Digital and computer art is upon us, which means that anyone with any proficiency in software design programs can produce a drawing at the drib of a hat. And life drawing is now seen past many as an old-fashioned and unnecessary waste product of fourth dimension. Unfortunately, when artists stop learning how to draw, figurative art flies out the window, and video art takes over.
NON-REPRESENTATIONAL ART
The ongoing debate about "What constitutes art?" is not a lilliputian squabble between dessicated academics. Information technology's an of import cultural outcome for huge numbers of people. For case, every bit more activities go accepted as "fine art", so these activities find their way into the curricula of our all-time art schools, sometimes with unfortunate results. Concluding year, I visited a Graduate Show staged past one of Ireland'south top fine art colleges. Out of many hundred exhibits, I was impressed by the creative claim of maybe 3 works - two of which were by the same artist! Nigh of the other works, which were virtually all abstruse, seemed to me to be sloppily executed, and defective any creative impact - a adequately dire thing to say about such a major showcase of immature talent. Plain the bear witness's organizers thought differently, so maybe my sense of aesthetic appreciation has deserted me. Either that, or else it's a sobering case of The Emperor'southward New Clothes.
HOW TO EVALUATE ART
Every attempt to define "good" fine art is doomed to frustration. Allowing the gratuitous market to determine may sound reasonable, except that sale prices identify Damien Hirst as the all-time ever British artist, which sounds a bit dodgy. Besides, at that place are hundreds of dark, uninteresting but mega-valuable Old Principal paintings quietly deteriorating in museums around the world, whose budgetary value bears no relation to their "beauty". As for the so-called "priceless" Greek sculptures in the Louvre - the ane-armed, 1-legged, no-head variety, similar the Venus di Milo - would you lot want any of them in your sitting room? I doubt it. The lesson? Expensive art isn't always good art. Okay, so how else can we make up one's mind what constitutes a worthy artwork? How most letting the Arts Council determine? Err, no thanks. We exercise that already, and it's a disaster. A committee of independent critics? Hmm, perchance non: look what happened to the Turner prize. Is bailiwick thing a guide?
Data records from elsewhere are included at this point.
//! In-memory folder store.

use std::sync::{RwLock, RwLockReadGuard, RwLockWriteGuard};

use async_trait::async_trait;
use chrono::{DateTime, Utc};
use uuid::Uuid;

use cumulus_core::error::AppError;
use cumulus_core::result::AppResult;
use cumulus_core::types::{ListRange, Page};
use cumulus_entity::folder::{CreateFolder, Folder};

use crate::stores::FolderStore;

/// Folder store backed by a process-local vector.
#[derive(Debug, Default)]
pub struct MemoryFolderStore {
    rows: RwLock<Vec<Folder>>,
}

impl MemoryFolderStore {
    fn read(&self) -> RwLockReadGuard<'_, Vec<Folder>> {
        self.rows.read().unwrap_or_else(|e| e.into_inner())
    }

    fn write(&self) -> RwLockWriteGuard<'_, Vec<Folder>> {
        self.rows.write().unwrap_or_else(|e| e.into_inner())
    }
}

#[async_trait]
impl FolderStore for MemoryFolderStore {
    async fn find_by_id(&self, id: Uuid) -> AppResult<Option<Folder>> {
        Ok(self.read().iter().find(|f| f.id == id).cloned())
    }

    async fn list(
        &self,
        owner_id: Uuid,
        parent_id: Option<Uuid>,
        range: &ListRange,
    ) -> AppResult<Page<Folder>> {
        let rows = self.read();
        let matching: Vec<&Folder> = rows
            .iter()
            .filter(|f| f.owner_id == owner_id && f.parent_id == parent_id)
            .collect();
        let total = matching.len() as u64;
        let items = matching
            .into_iter()
            .rev()
            .skip(range.offset as usize)
            .take(range.limit as usize)
            .cloned()
            .collect();
        Ok(Page::new(items, total, range))
    }

    async fn create(&self, data: &CreateFolder) -> AppResult<Folder> {
        let now = Utc::now();
        let folder = Folder {
            id: Uuid::new_v4(),
            name: data.name.clone(),
            parent_id: data.parent_id,
            owner_id: data.owner_id,
            path: data.path.clone(),
            is_shared: false,
            share_token: None,
            share_expiry: None,
            created_at: now,
            updated_at: now,
        };
        self.write().push(folder.clone());
        Ok(folder)
    }

    async fn rename(&self, id: Uuid, new_name: &str) -> AppResult<Folder> {
        let mut rows = self.write();
        let folder = rows
            .iter_mut()
            .find(|f| f.id == id)
            .ok_or_else(|| AppError::not_found(format!("Folder {id} not found")))?;
        folder.name = new_name.to_string();
        folder.updated_at = Utc::now();
        Ok(folder.clone())
    }

    async fn set_share_state(
        &self,
        id: Uuid,
        is_shared: bool,
        share_token: Option<&str>,
        share_expiry: Option<DateTime<Utc>>,
    ) -> AppResult<()> {
        let mut rows = self.write();
        if let Some(folder) = rows.iter_mut().find(|f| f.id == id) {
            folder.is_shared = is_shared;
            folder.share_token = share_token.map(String::from);
            folder.share_expiry = share_expiry;
            folder.updated_at = Utc::now();
        }
        Ok(())
    }

    async fn delete(&self, id: Uuid) -> AppResult<bool> {
        let mut rows = self.write();
        let before = rows.len();
        rows.retain(|f| f.id != id);
        Ok(rows.len() < before)
    }

    async fn search(&self, owner_id: Uuid, query: &str, limit: i64) -> AppResult<Vec<Folder>> {
        let needle = query.to_lowercase();
        Ok(self
            .read()
            .iter()
            .filter(|f| f.owner_id == owner_id && f.name.to_lowercase().contains(&needle))
            .rev()
            .take(limit as usize)
            .cloned()
            .collect())
    }
}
For instance, is representational or figurative art ameliorate than abstraction? No. Some of the virtually cute decorative works are completely devoid of recognizable features, while a superrealist painting or sculpture can sometimes leave us cold. The truth is, "good" or "beautiful" art is practically indefinable. Arguably, its existence hinges on a magical combination of shape and colour, which cannot be pre-selected, otherwise Volkswagen would manufacture it.
ART HAS RARITY VALUE Just
Every so often we hear that a painting or drawing past some famous artist has been bought at Sotheby's or Christie'south for $10 million or maybe $fifty 1000000. A recent example was the $100 million paid for a screenprint (Eight Elvises) by Andy Warhol. Did the news make u.s.a. choke over our breakfast? Probably not. Later all, people practice pay huge prices for rare objects. Nevertheless, it'due south very confusing, because it gives the impression that a painting has an objective or intrinsic value, sometimes reaching into the millions. But the truth is, a painting has no intrinsic value - only rarity. Even its dazzler or aesthetic appeal can be acquired by buying a impress, at a fraction of the cost of the original. When it comes to a Monet, a Van Gogh or a Titian, none of this matters because the rarity value justifies a hefty price-tag, but when it comes to works of fine art by ordinary mortals, beware! - the $twenty,000 cost-tag for the piece of work of an established minor creative person tin include a large "way" premium, that can disappear overnight. All this explains why the contemporary art market has nosedived, while demand for rare Former Masters and Moderns remains comparatively buoyant.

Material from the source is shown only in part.